After the jury had deliberated for some •time they reported their inability to agree, whereupon the court instructed them as follows:

“Gentlemen of the Jury: Upon your report that you are unable to agree in the cause which has been submitted to you, I think it is my duty to remind you that this trial has, as a matter of course, been attended with large expense to the parties, and that you should make another effort to agree. To aid you in the further consideration of the case, I instruct that, although the verdict to which a juror agrees must, of course, be his own verdict, the result of his own convictions, not a mere acquiescence in the conclusion of his fellows, yet in order to bring twelve minds to a unanimous result, you must examine the questions submitted to you with candor and with a proper regard and deference to the *357opinions of each other. You should consider that the case must at some time be decided; that you are selected in the same manner and from the same source from which any future jury must be selected, and there is no reason to suppose that the case will ever be submitted to twelve men more intelligent, more impartial, or more competent to decide it, or that more and clearer evidence will be produced on the one side or the other, and' with this in view, it is your duty to decide the case, if you can conscientiously do so.
“In conferring together you ought to pay a proper respect to each other’s opinion and listen with a disposition to be convinced by each other’s arguments, and, on the other hand, if the larger number of your panel are for conviction, a dissenting juror or jurors should further consider his or their contrary position, which makes no impression on the minds of so many men, equally honest and equally intelligent with himself, and who have heard the same evidence with the same attention and with an equal desire to arrive at the truth and under the sanction of the same oath; and on the other hand, if a majority are for the defendant, the minority ought seriously to ask themselves whether they may not reasonably and ought not to. doubt the correctness of a judgment which is not concurred in by most of those with whom they are associated, and distrust the weight and sufficiency of that evidence which fails to carry conviction to the minds of their fellows.”

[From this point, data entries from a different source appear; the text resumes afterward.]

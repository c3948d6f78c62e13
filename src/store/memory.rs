use std::collections::{BTreeMap, HashMap};
use std::sync::atomic::{AtomicU64, Ordering};
use std::sync::{Arc, Mutex, MutexGuard, PoisonError};
use std::time::Duration;

use async_trait::async_trait;
use tokio::sync::Notify;
use tokio::time::Instant;

use crate::error::{QueueError, Result};
use crate::scheduler::job::{JobId, JobRecord, NewJob};
use crate::scheduler::node_info::NodeInfo;
use crate::scheduler::work::{NewWorkRow, WorkId, WorkRecord};
use crate::store::{DueJobs, Store, Transaction, TxnHook};

const DEFAULT_LOCK_WAIT: Duration = Duration::from_secs(5);

type TxnId = u64;
type NodeKey = (String, u16);

#[derive(Debug, Clone, PartialEq, Eq, Hash)]
enum LockKey {
    Job(JobId),
    Work(String, WorkId),
    Node(NodeKey),
    Named(String),
    NodeTable,
}

impl std::fmt::Display for LockKey {
    fn fmt(&self, f: &mut std::fmt::Formatter<'_>) -> std::fmt::Result {
        match self {
            LockKey::Job(id) => write!(f, "JOB {}", id),
            LockKey::Work(table, id) => write!(f, "{} {}", table, id),
            LockKey::Node((host, port)) => write!(f, "NODE_INFO {}:{}", host, port),
            LockKey::Named(name) => write!(f, "named lock {}", name),
            LockKey::NodeTable => write!(f, "table NODE_INFO"),
        }
    }
}

/// A stored row. `inserted_by` hides it from everyone but its creator until
/// commit; `deleted_by` hides it from its deleter only, so everyone else keeps
/// seeing the row until the delete commits.
#[derive(Debug, Clone)]
struct Row<T> {
    value: T,
    inserted_by: Option<TxnId>,
    deleted_by: Option<TxnId>,
}
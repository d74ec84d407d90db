use std::{env, fs, path::Path, path::PathBuf, time::Duration};

use crate::{
    deletion::DeletionPolicy,
    errors::Error,
    fault::{
        handler::ErrorPolicy,
        tracker::{DEFAULT_ERROR_THRESHOLD, DEFAULT_ERROR_WINDOW},
    },
    Result,
};

/// Typed configuration, read from the environment (and `.env`).
#[derive(Clone, Debug)]
pub struct Config {
    pub telegram_bot_token: String,

    // Disappearing messages
    pub message_ttl: Duration,
    pub command_delete_delay: Duration,
    pub notice_ttl: Duration,
    pub poll_command_delete_delay: Duration,

    // Deletion retries
    pub delete_max_retries: u32,
    pub delete_retry_delay: Duration,

    // Error rate tracking
    pub error_window: Duration,
    pub error_threshold: usize,
    pub error_sweep_interval: Duration,

    pub catalog_path: Option<PathBuf>,
}

impl Config {
    pub fn load() -> Result<Self> {
        load_dotenv_if_present(Path::new(".env"));
        Self::from_vars(|key| env::var(key).ok())
    }

    /// Build the config from an arbitrary variable source.
    pub fn from_vars(var: impl Fn(&str) -> Option<String>) -> Result<Self> {
        let telegram_bot_token = var("TOKEN")
            .or_else(|| var("TELEGRAM_BOT_TOKEN"))
            .unwrap_or_default();
        if telegram_bot_token.trim().is_empty() {
            return Err(Error::Config(
                "TOKEN (or TELEGRAM_BOT_TOKEN) environment variable is required".to_string(),
            ));
        }

        let millis = |key: &str, default: u64| -> Result<Duration> {
            Ok(Duration::from_millis(parse_or(&var, key, default)?))
        };

        let deletion = DeletionPolicy::default();
        let message_ttl = millis("DISAPPEARING_MESSAGE_MS", ms(deletion.delay))?;
        let command_delete_delay = millis("COMMAND_DELETE_DELAY_MS", 500)?;
        let notice_ttl = millis("NOTICE_DELETE_DELAY_MS", 5_000)?;
        let poll_command_delete_delay = millis("POLL_COMMAND_DELETE_DELAY_MS", 1_000)?;

        let delete_max_retries = parse_or(&var, "DELETE_MAX_RETRIES", deletion.max_retries)?;
        let delete_retry_delay = millis("DELETE_RETRY_DELAY_MS", ms(deletion.retry_delay))?;

        let error_window = millis("ERROR_WINDOW_MS", ms(DEFAULT_ERROR_WINDOW))?;
        if error_window.is_zero() {
            return Err(Error::Config("ERROR_WINDOW_MS must be > 0".to_string()));
        }
        let error_threshold = parse_or(&var, "ERROR_THRESHOLD", DEFAULT_ERROR_THRESHOLD)?;
        if error_threshold == 0 {
            return Err(Error::Config("ERROR_THRESHOLD must be > 0".to_string()));
        }
        let error_sweep_interval = millis("ERROR_SWEEP_INTERVAL_MS", ms(error_window))?;

        let catalog_path = var("CATALOG_PATH")
            .filter(|s| !s.trim().is_empty())
            .map(PathBuf::from);

        Ok(Self {
            telegram_bot_token,
            message_ttl,
            command_delete_delay,
            notice_ttl,
            poll_command_delete_delay,
            delete_max_retries,
            delete_retry_delay,
            error_window,
            error_threshold,
            error_sweep_interval,
            catalog_path,
        })
    }

    pub fn deletion_policy(&self) -> DeletionPolicy {
        DeletionPolicy {
            delay: self.message_ttl,
            max_retries: self.delete_max_retries,
            retry_delay: self.delete_retry_delay,
            command_delay: self.command_delete_delay,
        }
    }

    pub fn error_policy(&self) -> ErrorPolicy {
        ErrorPolicy {
            threshold: self.error_threshold,
            window: self.error_window,
        }
    }
}

fn ms(d: Duration) -> u64 {
    u64::try_from(d.as_millis()).unwrap_or(u64::MAX)
}

fn parse_or<T: std::str::FromStr>(
    var: &impl Fn(&str) -> Option<String>,
    key: &str,
    default: T,
) -> Result<T> {
    let Some(raw) = var(key).filter(|s| !s.trim().is_empty()) else {
        return Ok(default);
    };
    raw.trim()
        .parse::<T>()
        .map_err(|_| Error::Config(format!("{key} has an invalid value: {raw}")))
}

fn load_dotenv_if_present(path: &Path) {
    let Ok(contents) = fs::read_to_string(path) else {
        return;
    };

    for raw in contents.lines() {
        let line = raw.trim();
        if line.is_empty() || line.starts_with('#') {
            continue;
        }

        let Some((k, v)) = line.split_once('=') else {
            continue;
        };

        let key = k.trim();
        if key.is_empty() {
            continue;
        }
        if env::var_os(key).is_some() {
            continue; // do not override existing env
        }

        let mut val = v.trim().to_string();
        if val.len() >= 2
            && ((val.starts_with('"') && val.ends_with('"'))
                || (val.starts_with('\'') && val.ends_with('\'')))
        {
            val = val[1..val.len() - 1].to_string();
        }

        env::set_var(key, val);
    }
}
pub use crate::poll::PollRequest;

/// How the transport should render outgoing text.
#[derive(Clone, Copy, Debug, PartialEq, Eq)]
pub enum TextFormat {
    Plain,
    Html,
}

/// Inline keyboard laid out one button per row.
#[derive(Clone, Debug, PartialEq, Eq)]
pub struct InlineKeyboard {
    pub buttons: Vec<InlineButton>,
}

#[derive(Clone, Debug, PartialEq, Eq)]
pub struct InlineButton {
    pub label: String,
    pub callback_data: String,
}

impl InlineKeyboard {
    pub fn new(buttons: Vec<InlineButton>) -> Self {
        Self { buttons }
    }
}

/// Coarse membership status; only admin-ness matters to the bot.
#[derive(Clone, Copy, Debug, PartialEq, Eq)]
pub enum ChatMemberRole {
    Owner,
    Administrator,
    Member,
}

impl ChatMemberRole {
    pub fn is_admin(self) -> bool {
        matches!(self, Self::Owner | Self::Administrator)
    }
}
use std::{sync::Arc, time::Duration};

use async_trait::async_trait;
use chrono::Utc;
use tracing::{error, info, warn};

use crate::{
    domain::ChatId,
    errors::{ConnectionFault, TransportError},
    fault::{
        classify::{classify, ErrorClassification, ErrorCode},
        tracker::{ErrorRateTracker, DEFAULT_ERROR_THRESHOLD, DEFAULT_ERROR_WINDOW},
    },
    messaging::gated::BackoffGate,
};

#[derive(Clone, Copy, Debug)]
pub struct ErrorPolicy {
    /// Occurrences within `window` that count as a burst.
    pub threshold: usize,
    pub window: Duration,
}

impl Default for ErrorPolicy {
    fn default() -> Self {
        Self {
            threshold: DEFAULT_ERROR_THRESHOLD,
            window: DEFAULT_ERROR_WINDOW,
        }
    }
}

/// Hooks for protective action. Defaults only log.
#[async_trait]
pub trait FaultObserver: Send + Sync {
    async fn on_blocked_user(&self, chat_id: ChatId) {
        info!(chat_id = chat_id.0, "user has blocked the bot");
    }

    async fn on_threshold_exceeded(&self, code: ErrorCode, count: usize) {
        error!(%code, count, "error threshold exceeded");
    }

    /// Polling hit a retryable connection fault. No reconnect logic lives here;
    /// the update listener keeps polling on its own.
    async fn on_polling_backoff(&self, fault: ConnectionFault) {
        info!(fault = fault.code(), "handling polling timeout with backoff");
    }
}

/// Observer that keeps the default logging behavior.
#[derive(Clone, Copy, Debug, Default)]
pub struct LoggingObserver;

impl FaultObserver for LoggingObserver {}

/// What the façade concluded about one error.
#[derive(Clone, Debug, PartialEq, Eq)]
pub struct HandledError {
    pub classification: ErrorClassification,
    pub threshold_exceeded: bool,
}

/// Entry point for transport errors: classifies, records, reacts.
///
/// Nothing in here fails; the worst outcome of any error is a log line.
pub struct BotErrorHandler {
    tracker: Arc<ErrorRateTracker>,
    gate: Arc<BackoffGate>,
    policy: ErrorPolicy,
    observer: Arc<dyn FaultObserver>,
}

impl BotErrorHandler {
    pub fn new(
        tracker: Arc<ErrorRateTracker>,
        gate: Arc<BackoffGate>,
        policy: ErrorPolicy,
        observer: Arc<dyn FaultObserver>,
    ) -> Self {
        Self {
            tracker,
            gate,
            policy,
            observer,
        }
    }

    pub fn tracker(&self) -> &Arc<ErrorRateTracker> {
        &self.tracker
    }

    /// Handle an error raised by a request (handler or deletion). `chat_id` is
    /// the chat the request targeted, when known.
    ///
    /// A rate-limit error blocks here for the server's retry-after.
    pub async fn handle_bot_error(
        &self,
        err: &TransportError,
        chat_id: Option<ChatId>,
    ) -> HandledError {
        let classification = classify(err);
        let code = classification.code();
        let timestamp = Utc::now().to_rfc3339();
        let chat = chat_id.map(|c| c.0);

        self.tracker.record(code);

        match &classification {
            ErrorClassification::Forbidden => {
                error!(
                    %timestamp,
                    error_code = err.code(),
                    ?chat,
                    description = err.description(),
                    "bot was blocked by the user"
                );
                if let Some(chat_id) = chat_id {
                    self.observer.on_blocked_user(chat_id).await;
                }
            }
            ErrorClassification::RateLimited { retry_after } => {
                error!(
                    %timestamp,
                    error_code = err.code(),
                    ?chat,
                    retry_after_secs = retry_after.as_secs(),
                    "too many requests"
                );
                self.gate.backoff(*retry_after).await;
            }
            ErrorClassification::BadRequest { description } => {
                error!(
                    %timestamp,
                    error_code = err.code(),
                    ?chat,
                    %description,
                    "bad request"
                );
                info!(%timestamp, ?chat, %description, "invalid bot usage");
            }
            ErrorClassification::UnknownTransport { status } => {
                error!(
                    %timestamp,
                    error_code = err.code(),
                    ?chat,
                    status,
                    description = err.description(),
                    "unknown telegram error"
                );
            }
            ErrorClassification::NonTransport { .. } => {
                error!(
                    %timestamp,
                    error_code = err.code(),
                    ?chat,
                    description = err.description(),
                    "non-telegram error"
                );
            }
        }

        let threshold_exceeded = self.check_threshold(code).await;
        HandledError {
            classification,
            threshold_exceeded,
        }
    }

    /// Handle an error raised by the update listener.
    pub async fn handle_polling_error(&self, err: &TransportError) -> HandledError {
        warn!(
            timestamp = %Utc::now().to_rfc3339(),
            error_code = err.code(),
            description = err.description(),
            "polling error"
        );

        let handled = self.handle_bot_error(err, None).await;
        if let ErrorClassification::NonTransport { fault: Some(fault) } = &handled.classification
        {
            if handled.classification.is_retryable_polling_fault() {
                self.observer.on_polling_backoff(*fault).await;
            }
        }
        handled
    }

    async fn check_threshold(&self, code: ErrorCode) -> bool {
        let exceeded =
            self.tracker
                .check_threshold(code, self.policy.threshold, self.policy.window);
        if exceeded {
            let count = self.tracker.count(code);
            self.observer.on_threshold_exceeded(code, count).await;
        }
        exceeded
    }
}
use std::{
    collections::{HashMap, VecDeque},
    sync::{Arc, Mutex, MutexGuard},
    time::Duration,
};

use tokio::task::JoinHandle;
use tokio::time::Instant;
use tokio_util::sync::CancellationToken;
use tracing::debug;

use super::classify::ErrorCode;

/// Default rolling window (5 minutes).
pub const DEFAULT_ERROR_WINDOW: Duration = Duration::from_millis(300_000);

/// Default number of occurrences inside the window that counts as a burst.
pub const DEFAULT_ERROR_THRESHOLD: usize = 5;

/// Sliding-window error counter keyed by classified error code.
///
/// Occurrences older than the window are pruned lazily on every `record` /
/// `check_threshold`, and eagerly by an optional background sweep, so codes
/// that stop occurring do not linger in memory.
pub struct ErrorRateTracker {
    window: Duration,
    occurrences: Mutex<HashMap<ErrorCode, VecDeque<Instant>>>,
    sweeper: Mutex<Option<Sweeper>>,
}

struct Sweeper {
    cancel: CancellationToken,
    handle: JoinHandle<()>,
}

impl ErrorRateTracker {
    pub fn new(window: Duration) -> Self {
        Self {
            window,
            occurrences: Mutex::new(HashMap::new()),
            sweeper: Mutex::new(None),
        }
    }

    pub fn window(&self) -> Duration {
        self.window
    }

    pub fn record(&self, code: ErrorCode) {
        self.record_at(code, Instant::now());
    }

    pub fn record_at(&self, code: ErrorCode, now: Instant) {
        let mut map = self.lock();
        let times = map.entry(code).or_default();
        prune(times, now, self.window);
        times.push_back(now);
        debug!(%code, count = times.len(), "tracked error");
    }

    /// Prune `code` against `window` and report whether at least `threshold`
    /// occurrences remain.
    pub fn check_threshold(&self, code: ErrorCode, threshold: usize, window: Duration) -> bool {
        self.check_threshold_at(code, threshold, window, Instant::now())
    }

    pub fn check_threshold_at(
        &self,
        code: ErrorCode,
        threshold: usize,
        window: Duration,
        now: Instant,
    ) -> bool {
        let mut map = self.lock();
        let Some(times) = map.get_mut(&code) else {
            return false;
        };
        prune(times, now, window);
        let count = times.len();
        if count == 0 {
            map.remove(&code);
        }
        count >= threshold
    }

    /// Occurrences of `code` currently held (not pruned).
    pub fn count(&self, code: ErrorCode) -> usize {
        self.lock().get(&code).map(VecDeque::len).unwrap_or(0)
    }

    pub fn tracked_codes(&self) -> Vec<ErrorCode> {
        self.lock().keys().copied().collect()
    }

    pub fn sweep(&self) {
        self.sweep_at(Instant::now());
    }

    /// Prune every code and drop the ones left empty.
    pub fn sweep_at(&self, now: Instant) {
        let mut map = self.lock();
        map.retain(|_, times| {
            prune(times, now, self.window);
            !times.is_empty()
        });
    }

    /// Start the periodic sweep. A second call while one is running is a no-op.
    pub fn start_sweeper(self: &Arc<Self>, interval: Duration) {
        let mut slot = self
            .sweeper
            .lock()
            .unwrap_or_else(|poisoned| poisoned.into_inner());
        if slot.is_some() {
            return;
        }

        let cancel = CancellationToken::new();
        let token = cancel.clone();
        let tracker = Arc::downgrade(self);
        let interval = interval.max(Duration::from_millis(1));
        let handle = tokio::spawn(async move {
            let mut tick = tokio::time::interval_at(Instant::now() + interval, interval);
            loop {
                tokio::select! {
                    _ = token.cancelled() => break,
                    _ = tick.tick() => {
                        let Some(tracker) = tracker.upgrade() else {
                            break;
                        };
                        tracker.sweep();
                    }
                }
            }
        });

        *slot = Some(Sweeper { cancel, handle });
    }

    /// Stop the sweep task. Safe to call repeatedly.
    pub fn shutdown(&self) {
        let sweeper = self
            .sweeper
            .lock()
            .unwrap_or_else(|poisoned| poisoned.into_inner())
            .take();
        if let Some(s) = sweeper {
            s.cancel.cancel();
            s.handle.abort();
        }
    }

    fn lock(&self) -> MutexGuard<'_, HashMap<ErrorCode, VecDeque<Instant>>> {
        self.occurrences
            .lock()
            .unwrap_or_else(|poisoned| poisoned.into_inner())
    }
}

impl Default for ErrorRateTracker {
    fn default() -> Self {
        Self::new(DEFAULT_ERROR_WINDOW)
    }
}

impl Drop for ErrorRateTracker {
    fn drop(&mut self) {
        self.shutdown();
    }
}

/// Drop occurrences that fell out of the window ending at `now`.
fn prune(times: &mut VecDeque<Instant>, now: Instant, window: Duration) {
    while times
        .front()
        .map(|t| now.saturating_duration_since(*t) >= window)
        .unwrap_or(false)
    {
        times.pop_front();
    }
}

#[cfg(test)]
mod tests {
    use super::*;

    const WINDOW: Duration = Duration::from_secs(300);

    #[test]
    fn five_errors_inside_window_cross_threshold() {
        let start = Instant::now();
        let tracker = ErrorRateTracker::new(WINDOW);
        let code = ErrorCode::UnknownTransport(500);

        for i in 0..5u64 {
            tracker.record_at(code, start + Duration::from_secs(i * 10));
        }
        assert!(tracker.check_threshold_at(code, 5, WINDOW, start + Duration::from_secs(45)));
    }

    #[test]
    fn fifth_error_after_first_expires_stays_below_threshold() {
        let start = Instant::now();
        let tracker = ErrorRateTracker::new(WINDOW);
        let code = ErrorCode::BadRequest;

        tracker.record_at(code, start);
        for i in 1..4u64 {
            tracker.record_at(code, start + Duration::from_secs(i));
        }
        let late = start + WINDOW + Duration::from_millis(1);
        tracker.record_at(code, late);

        assert!(!tracker.check_threshold_at(code, 5, WINDOW, late));
        assert_eq!(tracker.count(code), 4);
    }

    #[test]
    fn codes_are_counted_independently() {
        let now = Instant::now();
        let tracker = ErrorRateTracker::new(WINDOW);
        for _ in 0..5 {
            tracker.record_at(ErrorCode::Forbidden, now);
        }
        tracker.record_at(ErrorCode::RateLimited, now);

        assert!(tracker.check_threshold_at(ErrorCode::Forbidden, 5, WINDOW, now));
        assert!(!tracker.check_threshold_at(ErrorCode::RateLimited, 5, WINDOW, now));
        assert!(!tracker.check_threshold_at(ErrorCode::NonTransport, 1, WINDOW, now));
    }

    #[test]
    fn check_drops_codes_left_empty() {
        let start = Instant::now();
        let tracker = ErrorRateTracker::new(WINDOW);
        tracker.record_at(ErrorCode::Forbidden, start);

        assert!(!tracker.check_threshold_at(
            ErrorCode::Forbidden,
            1,
            WINDOW,
            start + WINDOW
        ));
        assert!(tracker.tracked_codes().is_empty());
    }

    #[test]
    fn sweep_removes_expired_codes_only() {
        let start = Instant::now();
        let tracker = ErrorRateTracker::new(WINDOW);
        tracker.record_at(ErrorCode::Forbidden, start);
        tracker.record_at(ErrorCode::BadRequest, start + Duration::from_secs(200));

        tracker.sweep_at(start + Duration::from_secs(301));

        assert_eq!(tracker.tracked_codes(), vec![ErrorCode::BadRequest]);
    }

    #[tokio::test(start_paused = true)]
    async fn background_sweep_returns_map_to_baseline() {
        let window = Duration::from_millis(500);
        let tracker = Arc::new(ErrorRateTracker::new(window));
        tracker.start_sweeper(window);
        assert!(tracker.tracked_codes().is_empty());

        tracker.record(ErrorCode::UnknownTransport(502));
        tracker.record(ErrorCode::NonTransport);
        assert_eq!(tracker.tracked_codes().len(), 2);

        tokio::time::sleep(window * 3).await;

        assert!(tracker.tracked_codes().is_empty());
        tracker.shutdown();
        tracker.shutdown();
    }
}
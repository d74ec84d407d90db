//! Core of the snail community bot.
//!
//! Framework-agnostic on purpose: Telegram lives behind the messaging port,
//! implemented in the `snb-telegram` adapter crate. What lives here is the
//! deferred-deletion queue and the fault isolation layer (classifier, rate
//! tracker, error façade) plus the small amount of content the commands serve.

pub mod config;
pub mod content;
pub mod deletion;
pub mod domain;
pub mod errors;
pub mod fault;
pub mod formatting;
pub mod logging;
pub mod messaging;
pub mod poll;

pub use errors::{Error, Result, TransportError};
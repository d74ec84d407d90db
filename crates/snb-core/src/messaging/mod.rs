//! Messenger abstraction plus the backoff decorator shared by all outbound calls.

pub mod gated;
pub mod port;
pub mod types;
use std::sync::Arc;

use teloxide::{prelude::*, types::User};
use tracing::{debug, warn};

use snb_core::{
    content::{fact_greeting, OptionSelection, COMMAND_LIST},
    domain::{ChatId, MessageId, MessageRef, UserId},
    formatting::mention_html,
    messaging::types::{InlineButton, InlineKeyboard, TextFormat},
    poll::{parse_poll_command, POLL_USAGE},
};

use crate::router::AppState;

fn parse_command(text: &str) -> (String, String) {
    // Telegram may send `/cmd@botname arg1 ...`
    let mut parts = text.trim().splitn(2, char::is_whitespace);
    let first = parts.next().unwrap_or("").trim();
    let rest = parts.next().unwrap_or("").trim().to_string();

    let cmd = first
        .trim_start_matches('/')
        .split('@')
        .next()
        .unwrap_or("")
        .to_lowercase();

    (cmd, rest)
}

pub(crate) fn display_name(user: &User, fallback: &str) -> String {
    if !user.first_name.is_empty() {
        return user.first_name.clone();
    }
    user.username
        .clone()
        .unwrap_or_else(|| fallback.to_string())
}

pub async fn handle_command(msg: Message, state: Arc<AppState>) -> ResponseResult<()> {
    let Some(user) = msg.from() else {
        return Ok(());
    };
    let Some(text) = msg.text() else {
        return Ok(());
    };

    let chat_id = ChatId(msg.chat.id.0);
    let command = MessageRef::new(chat_id, MessageId(msg.id.0));
    let user_name = display_name(user, "there");

    let (cmd, arg) = parse_command(text);
    debug!(command = %cmd, chat_id = chat_id.0, "command received");

    match cmd.as_str() {
        "help" => {
            state.deletions.delete_command(command).await;
            let body = format!(
                "Hello {user_name}! Here are the commands you can use:\n{COMMAND_LIST}"
            );
            state.send_disappearing(chat_id, &body).await;
        }

        "snails" => {
            state.deletions.delete_command(command).await;
            let Some(fact) = state.catalog.random_fact() else {
                return Ok(());
            };
            let body = fact_greeting(&user_name, fact);
            if let Err(e) = state
                .messenger
                .send_message(chat_id, &body, TextFormat::Plain)
                .await
            {
                state.report(e, Some(chat_id)).await;
            }
        }

        "socials" => {
            state.deletions.delete_command(command).await;
            let links = state
                .catalog
                .socials
                .iter()
                .map(|l| format!("{}: {}", l.name, l.url))
                .collect::<Vec<_>>()
                .join("\n");
            let body = format!("Hey {user_name}, here are our social media links:\n\n{links}");
            state.send_disappearing(chat_id, &body).await;
        }

        "search" => {
            state.deletions.delete_command(command).await;
            handle_search(&state, chat_id, user, &user_name, &arg).await;
        }

        "poll" => {
            let poll_name = display_name(user, "User");
            handle_poll(&state, chat_id, command, user, &poll_name, &arg).await;
        }

        _ => {}
    }

    Ok(())
}

async fn handle_search(
    state: &AppState,
    chat_id: ChatId,
    user: &User,
    user_name: &str,
    query: &str,
) {
    let query = query.trim();
    if query.is_empty() {
        let body = format!(
            "Sorry {user_name}, you didn't provide a search query. Please use: /search [query]"
        );
        state.send_disappearing(chat_id, &body).await;
        return;
    }

    if let Some(object) = state.catalog.find_object(query) {
        let body = format!(
            "Hello {user_name}, you selected: {}. Here's the link: {}",
            object.name, object.url
        );
        state.send_disappearing(chat_id, &body).await;
        return;
    }

    let Some(group) = state.catalog.find_group(query) else {
        let body = format!(
            "Sorry {user_name}, no matching object found for \"{}\". Please try again.",
            query.to_lowercase()
        );
        state.send_disappearing(chat_id, &body).await;
        return;
    };

    let initiator = user.id.0 as i64;
    let buttons = group
        .options
        .iter()
        .enumerate()
        .map(|(index, option)| InlineButton {
            label: option.name.clone(),
            callback_data: OptionSelection {
                group: group.name.clone(),
                index,
                initiator,
            }
            .encode(),
        })
        .collect();

    let body = format!("Hey {user_name}, please choose an option from the list below:");
    match state
        .messenger
        .send_inline_keyboard(chat_id, &body, InlineKeyboard::new(buttons))
        .await
    {
        Ok(sent) => {
            state.deletions.enqueue(sent, state.cfg.message_ttl).await;
        }
        Err(e) => state.report(e, Some(chat_id)).await,
    }
}

async fn handle_poll(
    state: &AppState,
    chat_id: ChatId,
    command: MessageRef,
    user: &User,
    user_name: &str,
    arg: &str,
) {
    let user_id = user.id.0 as i64;
    let notice_ttl = state.cfg.notice_ttl;

    let is_admin = match state.messenger.member_role(chat_id, UserId(user_id)).await {
        Ok(role) => role.is_admin(),
        Err(e) => {
            warn!(chat_id = chat_id.0, user_id, error = %e, "admin check failed");
            false
        }
    };

    if !is_admin {
        let body = format!(
            "❌ {}, you do not have the necessary permissions to create a poll.",
            mention_html(user_id, user_name)
        );
        match state
            .messenger
            .send_message(chat_id, &body, TextFormat::Html)
            .await
        {
            Ok(notice) => {
                state.deletions.enqueue(notice, notice_ttl).await;
            }
            Err(e) => state.report(e, Some(chat_id)).await,
        }
        state.deletions.enqueue(command, notice_ttl).await;
        return;
    }

    let poll = match parse_poll_command(arg) {
        Ok(poll) => poll,
        Err(e) => {
            debug!(chat_id = chat_id.0, error = %e, "rejected poll command");
            match state
                .messenger
                .send_message(chat_id, POLL_USAGE, TextFormat::Plain)
                .await
            {
                Ok(usage) => {
                    state.deletions.enqueue(usage, notice_ttl).await;
                }
                Err(e) => state.report(e, Some(chat_id)).await,
            }
            state.deletions.enqueue(command, notice_ttl).await;
            return;
        }
    };

    if let Err(e) = state.messenger.send_poll(chat_id, &poll).await {
        state.report(e, Some(chat_id)).await;
        return;
    }
    state
        .deletions
        .enqueue(command, state.cfg.poll_command_delete_delay)
        .await;
}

Defendant excepted.to this instruction; but it was quite as favorable to him as to the State, and simply impressed upon the jurymen the duty of giving due attention and consideration to the arguments and opinions of their fellows; and at the same time telling them that the verdict to which a juror agrees rpust be the result of his own convictions and not a mere acquiescence in the conclusion of his fellow jurors. This instruction was evidently taken from Commonwealth v. Tuey, 8 Cush. (Mass.) 1, and is almost in the identical language of an instruction approved in that case, and was approved in State v. Smith, 49 Conn. 376, 386, and *358in Allen v. United States, 164 U. S. 492, 17 Sup. Ct. 154, 41 L. Ed. 528. An instruction, substantially to the same effect was approved by this court in Harris v. State, 153 Pac. 881, 889, citing Allen v. United States, supra. The objection to the giving of the instruction was properly overruled.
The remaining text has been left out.